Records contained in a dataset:

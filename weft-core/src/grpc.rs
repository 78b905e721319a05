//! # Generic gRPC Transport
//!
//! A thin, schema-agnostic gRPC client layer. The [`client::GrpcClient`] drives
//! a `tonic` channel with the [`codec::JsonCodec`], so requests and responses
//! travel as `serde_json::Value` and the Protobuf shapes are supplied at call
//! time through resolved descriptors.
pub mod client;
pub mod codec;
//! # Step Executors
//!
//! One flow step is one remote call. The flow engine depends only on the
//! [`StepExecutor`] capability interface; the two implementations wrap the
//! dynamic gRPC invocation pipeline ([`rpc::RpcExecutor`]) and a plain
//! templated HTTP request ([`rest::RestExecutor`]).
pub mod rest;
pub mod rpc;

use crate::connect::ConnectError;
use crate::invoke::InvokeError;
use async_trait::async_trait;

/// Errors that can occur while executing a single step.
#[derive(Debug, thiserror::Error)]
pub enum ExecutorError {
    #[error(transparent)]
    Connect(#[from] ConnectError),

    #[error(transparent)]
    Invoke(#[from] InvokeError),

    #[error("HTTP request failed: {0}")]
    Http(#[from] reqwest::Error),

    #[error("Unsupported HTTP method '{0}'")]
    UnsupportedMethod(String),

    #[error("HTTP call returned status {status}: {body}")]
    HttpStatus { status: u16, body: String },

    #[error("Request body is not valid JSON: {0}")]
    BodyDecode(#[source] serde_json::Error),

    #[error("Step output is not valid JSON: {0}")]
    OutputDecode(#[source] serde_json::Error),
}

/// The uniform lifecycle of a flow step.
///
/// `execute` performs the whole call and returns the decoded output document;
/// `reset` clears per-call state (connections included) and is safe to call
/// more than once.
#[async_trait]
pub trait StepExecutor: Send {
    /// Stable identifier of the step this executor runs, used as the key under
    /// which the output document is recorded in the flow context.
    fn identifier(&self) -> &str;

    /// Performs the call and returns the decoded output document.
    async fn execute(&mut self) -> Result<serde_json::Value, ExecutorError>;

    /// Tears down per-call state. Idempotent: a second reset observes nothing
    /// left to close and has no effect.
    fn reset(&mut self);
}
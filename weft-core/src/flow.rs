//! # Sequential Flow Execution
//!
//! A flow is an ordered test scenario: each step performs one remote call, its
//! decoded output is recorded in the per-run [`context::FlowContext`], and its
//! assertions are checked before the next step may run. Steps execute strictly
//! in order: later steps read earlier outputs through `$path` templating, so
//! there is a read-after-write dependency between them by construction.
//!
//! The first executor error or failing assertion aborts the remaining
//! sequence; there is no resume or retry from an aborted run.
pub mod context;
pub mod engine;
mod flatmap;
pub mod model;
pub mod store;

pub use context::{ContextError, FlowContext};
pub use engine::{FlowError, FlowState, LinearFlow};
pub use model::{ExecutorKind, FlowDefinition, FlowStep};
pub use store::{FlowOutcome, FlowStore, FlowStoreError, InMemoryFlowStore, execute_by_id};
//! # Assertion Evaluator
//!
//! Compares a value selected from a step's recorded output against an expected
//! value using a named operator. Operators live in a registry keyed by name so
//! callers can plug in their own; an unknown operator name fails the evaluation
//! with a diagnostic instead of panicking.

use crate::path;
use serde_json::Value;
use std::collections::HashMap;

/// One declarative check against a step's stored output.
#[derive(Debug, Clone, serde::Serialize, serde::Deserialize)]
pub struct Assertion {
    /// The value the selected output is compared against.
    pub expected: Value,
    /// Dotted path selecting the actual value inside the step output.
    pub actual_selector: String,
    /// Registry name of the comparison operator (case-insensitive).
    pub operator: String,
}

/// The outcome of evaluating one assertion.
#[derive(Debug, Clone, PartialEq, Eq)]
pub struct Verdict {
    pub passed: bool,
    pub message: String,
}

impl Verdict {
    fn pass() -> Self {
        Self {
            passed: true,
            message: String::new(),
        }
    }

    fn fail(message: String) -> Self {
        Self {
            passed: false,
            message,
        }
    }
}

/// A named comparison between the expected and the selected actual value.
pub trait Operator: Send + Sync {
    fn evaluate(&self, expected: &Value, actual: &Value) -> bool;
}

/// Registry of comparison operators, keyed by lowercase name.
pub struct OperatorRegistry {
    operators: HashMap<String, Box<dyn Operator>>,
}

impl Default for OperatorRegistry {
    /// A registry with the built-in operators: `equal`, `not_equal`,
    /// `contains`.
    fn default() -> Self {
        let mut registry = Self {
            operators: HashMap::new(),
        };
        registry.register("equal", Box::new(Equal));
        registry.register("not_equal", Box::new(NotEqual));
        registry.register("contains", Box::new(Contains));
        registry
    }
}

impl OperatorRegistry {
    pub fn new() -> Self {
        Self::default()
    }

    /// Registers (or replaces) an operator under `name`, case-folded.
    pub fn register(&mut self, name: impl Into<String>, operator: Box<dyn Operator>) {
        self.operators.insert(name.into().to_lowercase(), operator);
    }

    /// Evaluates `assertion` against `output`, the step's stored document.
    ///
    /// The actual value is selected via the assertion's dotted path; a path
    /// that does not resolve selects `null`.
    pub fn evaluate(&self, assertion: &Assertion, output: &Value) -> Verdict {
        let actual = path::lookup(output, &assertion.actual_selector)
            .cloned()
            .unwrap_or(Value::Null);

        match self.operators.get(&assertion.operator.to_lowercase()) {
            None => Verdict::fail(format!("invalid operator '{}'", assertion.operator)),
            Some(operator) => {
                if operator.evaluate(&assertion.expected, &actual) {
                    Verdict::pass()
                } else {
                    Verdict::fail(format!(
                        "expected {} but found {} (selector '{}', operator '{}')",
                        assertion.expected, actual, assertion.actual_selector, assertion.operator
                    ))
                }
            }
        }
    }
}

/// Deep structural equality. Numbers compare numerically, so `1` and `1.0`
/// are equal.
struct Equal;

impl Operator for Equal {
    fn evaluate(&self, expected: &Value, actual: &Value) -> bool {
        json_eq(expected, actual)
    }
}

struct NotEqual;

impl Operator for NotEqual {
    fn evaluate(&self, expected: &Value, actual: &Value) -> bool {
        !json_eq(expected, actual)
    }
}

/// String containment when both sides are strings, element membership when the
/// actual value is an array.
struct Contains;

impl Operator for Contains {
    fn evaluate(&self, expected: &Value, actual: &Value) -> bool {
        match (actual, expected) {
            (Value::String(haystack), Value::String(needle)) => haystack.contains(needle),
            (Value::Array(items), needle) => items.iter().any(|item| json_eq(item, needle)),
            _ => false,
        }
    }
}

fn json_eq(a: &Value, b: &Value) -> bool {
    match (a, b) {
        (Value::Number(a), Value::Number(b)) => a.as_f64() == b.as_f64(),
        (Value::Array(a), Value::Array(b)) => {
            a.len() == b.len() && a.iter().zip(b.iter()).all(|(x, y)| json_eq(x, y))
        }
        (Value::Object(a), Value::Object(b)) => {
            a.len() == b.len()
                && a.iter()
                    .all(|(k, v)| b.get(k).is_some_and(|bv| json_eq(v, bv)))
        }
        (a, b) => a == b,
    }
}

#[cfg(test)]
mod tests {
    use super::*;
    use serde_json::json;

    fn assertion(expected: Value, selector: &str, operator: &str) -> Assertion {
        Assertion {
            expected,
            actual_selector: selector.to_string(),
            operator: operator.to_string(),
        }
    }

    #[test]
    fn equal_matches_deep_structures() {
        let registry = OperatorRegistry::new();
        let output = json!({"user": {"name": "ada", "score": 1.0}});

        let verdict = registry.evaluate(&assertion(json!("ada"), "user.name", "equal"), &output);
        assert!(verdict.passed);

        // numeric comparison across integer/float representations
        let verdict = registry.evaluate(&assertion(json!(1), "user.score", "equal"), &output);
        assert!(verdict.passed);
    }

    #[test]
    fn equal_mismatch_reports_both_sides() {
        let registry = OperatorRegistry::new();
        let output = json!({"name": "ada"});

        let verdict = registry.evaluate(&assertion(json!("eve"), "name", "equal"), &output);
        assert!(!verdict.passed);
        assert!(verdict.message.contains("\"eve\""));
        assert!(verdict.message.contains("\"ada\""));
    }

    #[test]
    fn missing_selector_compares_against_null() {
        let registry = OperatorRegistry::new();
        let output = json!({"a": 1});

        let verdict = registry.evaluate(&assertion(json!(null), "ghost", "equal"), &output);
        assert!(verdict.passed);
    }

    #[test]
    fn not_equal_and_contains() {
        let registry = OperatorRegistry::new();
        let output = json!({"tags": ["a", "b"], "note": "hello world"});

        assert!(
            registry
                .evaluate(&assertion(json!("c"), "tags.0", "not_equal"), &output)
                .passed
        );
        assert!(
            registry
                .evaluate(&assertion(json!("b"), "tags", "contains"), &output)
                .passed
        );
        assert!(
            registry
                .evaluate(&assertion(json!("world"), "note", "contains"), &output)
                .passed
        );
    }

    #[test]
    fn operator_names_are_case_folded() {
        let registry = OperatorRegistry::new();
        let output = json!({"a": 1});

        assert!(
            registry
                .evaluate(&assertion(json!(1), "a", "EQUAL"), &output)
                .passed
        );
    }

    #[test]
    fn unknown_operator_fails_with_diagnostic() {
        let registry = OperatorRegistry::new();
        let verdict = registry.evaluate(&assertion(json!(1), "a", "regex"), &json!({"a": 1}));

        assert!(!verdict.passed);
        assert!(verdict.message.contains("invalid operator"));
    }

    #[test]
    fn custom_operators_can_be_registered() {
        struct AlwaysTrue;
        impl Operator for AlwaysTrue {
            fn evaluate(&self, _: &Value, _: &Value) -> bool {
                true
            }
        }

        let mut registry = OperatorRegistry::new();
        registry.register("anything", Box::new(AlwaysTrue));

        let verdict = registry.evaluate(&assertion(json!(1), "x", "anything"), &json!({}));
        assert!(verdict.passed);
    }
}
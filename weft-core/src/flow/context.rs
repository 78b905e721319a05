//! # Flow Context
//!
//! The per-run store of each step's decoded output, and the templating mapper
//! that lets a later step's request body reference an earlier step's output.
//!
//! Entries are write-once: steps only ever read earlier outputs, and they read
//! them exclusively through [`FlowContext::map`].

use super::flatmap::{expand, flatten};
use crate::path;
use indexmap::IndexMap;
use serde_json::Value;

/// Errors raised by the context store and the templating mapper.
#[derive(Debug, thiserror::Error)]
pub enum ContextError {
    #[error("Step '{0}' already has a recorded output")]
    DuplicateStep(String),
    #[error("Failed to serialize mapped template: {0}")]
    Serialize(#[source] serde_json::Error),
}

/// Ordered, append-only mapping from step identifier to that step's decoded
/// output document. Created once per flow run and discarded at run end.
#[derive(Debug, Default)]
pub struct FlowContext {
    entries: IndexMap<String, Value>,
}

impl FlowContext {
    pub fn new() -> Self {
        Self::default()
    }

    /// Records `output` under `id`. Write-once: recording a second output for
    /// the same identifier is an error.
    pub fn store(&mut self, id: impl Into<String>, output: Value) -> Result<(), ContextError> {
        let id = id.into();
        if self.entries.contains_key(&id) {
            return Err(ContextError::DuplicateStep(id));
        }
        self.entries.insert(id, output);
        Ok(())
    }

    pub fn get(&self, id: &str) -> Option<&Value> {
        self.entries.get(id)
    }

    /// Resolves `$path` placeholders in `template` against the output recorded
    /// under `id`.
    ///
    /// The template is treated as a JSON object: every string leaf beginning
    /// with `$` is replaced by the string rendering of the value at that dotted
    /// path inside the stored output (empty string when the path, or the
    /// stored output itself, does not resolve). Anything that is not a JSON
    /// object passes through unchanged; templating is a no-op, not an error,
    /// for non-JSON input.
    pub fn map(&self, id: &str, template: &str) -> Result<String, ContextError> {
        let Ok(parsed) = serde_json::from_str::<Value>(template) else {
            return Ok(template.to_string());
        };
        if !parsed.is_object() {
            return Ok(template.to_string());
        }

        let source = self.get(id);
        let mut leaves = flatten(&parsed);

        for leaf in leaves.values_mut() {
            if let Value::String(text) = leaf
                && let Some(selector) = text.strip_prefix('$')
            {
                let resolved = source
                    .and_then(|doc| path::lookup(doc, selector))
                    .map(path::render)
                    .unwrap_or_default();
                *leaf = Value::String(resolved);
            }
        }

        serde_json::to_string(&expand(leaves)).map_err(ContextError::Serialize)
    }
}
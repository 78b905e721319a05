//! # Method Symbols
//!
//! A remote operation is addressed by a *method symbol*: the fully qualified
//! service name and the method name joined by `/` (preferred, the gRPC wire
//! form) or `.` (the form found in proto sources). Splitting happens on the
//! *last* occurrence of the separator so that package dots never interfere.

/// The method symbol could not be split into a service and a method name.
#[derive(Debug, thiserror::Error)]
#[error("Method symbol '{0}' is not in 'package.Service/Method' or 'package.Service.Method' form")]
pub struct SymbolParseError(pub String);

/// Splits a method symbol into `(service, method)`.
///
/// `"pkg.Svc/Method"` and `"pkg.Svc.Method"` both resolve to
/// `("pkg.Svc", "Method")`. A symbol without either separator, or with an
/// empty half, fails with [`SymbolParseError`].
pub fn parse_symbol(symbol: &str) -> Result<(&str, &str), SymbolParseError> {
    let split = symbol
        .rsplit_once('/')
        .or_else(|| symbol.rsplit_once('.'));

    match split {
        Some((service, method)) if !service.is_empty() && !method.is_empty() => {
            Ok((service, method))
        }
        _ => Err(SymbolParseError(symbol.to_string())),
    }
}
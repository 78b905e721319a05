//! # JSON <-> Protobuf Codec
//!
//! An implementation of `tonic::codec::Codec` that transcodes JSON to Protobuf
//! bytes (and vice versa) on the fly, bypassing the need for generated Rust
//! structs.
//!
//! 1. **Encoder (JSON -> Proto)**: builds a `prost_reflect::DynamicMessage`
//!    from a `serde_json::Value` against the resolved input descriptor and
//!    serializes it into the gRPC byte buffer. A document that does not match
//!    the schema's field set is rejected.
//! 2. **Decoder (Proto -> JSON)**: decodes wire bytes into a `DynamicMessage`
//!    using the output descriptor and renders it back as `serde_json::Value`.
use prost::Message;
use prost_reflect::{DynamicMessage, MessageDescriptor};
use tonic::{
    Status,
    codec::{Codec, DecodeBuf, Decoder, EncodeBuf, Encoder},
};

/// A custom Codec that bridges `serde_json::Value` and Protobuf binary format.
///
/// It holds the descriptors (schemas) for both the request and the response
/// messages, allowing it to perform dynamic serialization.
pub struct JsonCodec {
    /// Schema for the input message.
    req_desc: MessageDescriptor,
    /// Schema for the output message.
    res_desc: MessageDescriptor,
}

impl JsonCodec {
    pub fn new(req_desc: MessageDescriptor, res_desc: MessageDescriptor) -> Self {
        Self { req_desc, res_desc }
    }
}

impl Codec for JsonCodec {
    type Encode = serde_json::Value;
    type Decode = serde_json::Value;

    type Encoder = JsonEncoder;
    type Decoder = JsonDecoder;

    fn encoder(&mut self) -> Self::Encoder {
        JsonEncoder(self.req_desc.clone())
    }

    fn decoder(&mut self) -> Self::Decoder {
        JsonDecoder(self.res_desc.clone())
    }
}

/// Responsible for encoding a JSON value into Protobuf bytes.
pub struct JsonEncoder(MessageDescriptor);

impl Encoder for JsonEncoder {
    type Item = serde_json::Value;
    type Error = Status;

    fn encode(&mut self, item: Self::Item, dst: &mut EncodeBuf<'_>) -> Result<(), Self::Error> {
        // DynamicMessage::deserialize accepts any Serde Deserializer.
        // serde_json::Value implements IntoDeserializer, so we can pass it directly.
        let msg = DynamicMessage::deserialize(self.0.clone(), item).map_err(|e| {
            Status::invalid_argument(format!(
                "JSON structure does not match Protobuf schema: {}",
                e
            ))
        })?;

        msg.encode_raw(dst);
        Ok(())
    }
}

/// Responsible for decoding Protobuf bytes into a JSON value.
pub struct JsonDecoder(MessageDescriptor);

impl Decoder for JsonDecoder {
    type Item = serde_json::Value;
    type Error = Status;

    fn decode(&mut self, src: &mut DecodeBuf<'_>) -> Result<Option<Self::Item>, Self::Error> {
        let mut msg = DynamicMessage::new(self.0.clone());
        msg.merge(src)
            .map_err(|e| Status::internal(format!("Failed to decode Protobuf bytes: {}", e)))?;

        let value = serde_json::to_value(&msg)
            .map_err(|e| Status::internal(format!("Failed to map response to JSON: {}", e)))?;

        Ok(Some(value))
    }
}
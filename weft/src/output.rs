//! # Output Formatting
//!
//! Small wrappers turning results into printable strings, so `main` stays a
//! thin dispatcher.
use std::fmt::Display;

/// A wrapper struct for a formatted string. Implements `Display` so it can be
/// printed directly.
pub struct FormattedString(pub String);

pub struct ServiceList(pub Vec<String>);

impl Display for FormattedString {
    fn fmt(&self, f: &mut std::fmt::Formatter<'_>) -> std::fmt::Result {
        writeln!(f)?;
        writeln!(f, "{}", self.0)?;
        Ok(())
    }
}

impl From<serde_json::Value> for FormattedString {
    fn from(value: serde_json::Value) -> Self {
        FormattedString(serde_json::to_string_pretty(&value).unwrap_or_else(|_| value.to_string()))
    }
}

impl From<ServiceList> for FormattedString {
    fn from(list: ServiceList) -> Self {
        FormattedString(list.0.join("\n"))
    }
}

#### [Instructions for the task]
The lines from the start of the entries above through the line containing "the flow context." are the ones to return, please; copy them exactly and include both ends.

#### [Exercise answer]
filename weft-core/src/grpc.rs
repository 78b905e721319a05
//! # Generic gRPC Transport
//!
//! A thin, schema-agnostic gRPC client layer. The [`client::GrpcClient`] drives
//! a `tonic` channel with the [`codec::JsonCodec`], so requests and responses
//! travel as `serde_json::Value` and the Protobuf shapes are supplied at call
//! time through resolved descriptors.
pub mod client;
pub mod codec;
//! # Step Executors
//!
//! One flow step is one remote call. The flow engine depends only on the
//! [`StepExecutor`] capability interface; the two implementations wrap the
//! dynamic gRPC invocation pipeline ([`rpc::RpcExecutor`]) and a plain
//! templated HTTP request ([`rest::RestExecutor`]).
pub mod rest;
pub mod rpc;

use crate::connect::ConnectError;
use crate::invoke::InvokeError;
use async_trait::async_trait;

/// Errors that can occur while executing a single step.
#[derive(Debug, thiserror::Error)]
pub enum ExecutorError {
    #[error(transparent)]
    Connect(#[from] ConnectError),

    #[error(transparent)]
    Invoke(#[from] InvokeError),

    #[error("HTTP request failed: {0}")]
    Http(#[from] reqwest::Error),

    #[error("Unsupported HTTP method '{0}'")]
    UnsupportedMethod(String),

    #[error("HTTP call returned status {status}: {body}")]
    HttpStatus { status: u16, body: String },

    #[error("Request body is not valid JSON: {0}")]
    BodyDecode(#[source] serde_json::Error),

    #[error("Step output is not valid JSON: {0}")]
    OutputDecode(#[source] serde_json::Error),
}

/// The uniform lifecycle of a flow step.
///
/// `execute` performs the whole call and returns the decoded output document;
/// `reset` clears per-call state (connections included) and is safe to call
/// more than once.
#[async_trait]
pub trait StepExecutor: Send {
    /// Stable identifier of the step this executor runs, used as the key under
    /// which the output document is recorded in the flow context.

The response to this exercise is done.